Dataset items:

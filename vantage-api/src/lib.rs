//! Vantage API - Service Facade and REST Routes
//!
//! Wires the cache, the request coordinator, and the scrape/analyze
//! collaborators into the analysis pipeline, and exposes it over HTTP.
//!
//! ```ignore
//! let config = ServiceConfig::from_env();
//! init_from_config(&config)?;
//!
//! let service = Arc::new(VantageService::new(config, scraper, analyzer)?);
//! service.start_sweeper();
//! let app = create_api_router(Arc::clone(&service));
//! ```

pub mod config;
pub mod error;
pub mod orchestrator;
pub mod routes;
pub mod service;
pub mod telemetry;

pub use config::ServiceConfig;
pub use error::{ApiError, ApiResult, ErrorCode};
pub use orchestrator::AnalysisOrchestrator;
pub use routes::create_api_router;
pub use service::{VantageService, CLEAR_ALL};
pub use telemetry::{init_from_config, init_tracing};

What to produce —
Your answer must consist only of the lines from the one containing "it over HTTP." through the last line of the data above, both included, exactly as written.

Task response —
//! collaborators into the analysis pipeline, and exposes it over HTTP.
//!
//! ```ignore
//! let config = ServiceConfig::from_env();
//! init_from_config(&config)?;
//!
//! let service = Arc::new(VantageService::new(config, scraper, analyzer)?);
//! service.start_sweeper();
//! let app = create_api_router(Arc::clone(&service));
//! ```

pub mod config;
pub mod error;
pub mod orchestrator;
pub mod routes;
pub mod service;
pub mod telemetry;

pub use config::ServiceConfig;
pub use error::{ApiError, ApiResult, ErrorCode};
pub use orchestrator::AnalysisOrchestrator;
pub use routes::create_api_router;
pub use service::{VantageService, CLEAR_ALL};
pub use telemetry::{init_from_config, init_tracing};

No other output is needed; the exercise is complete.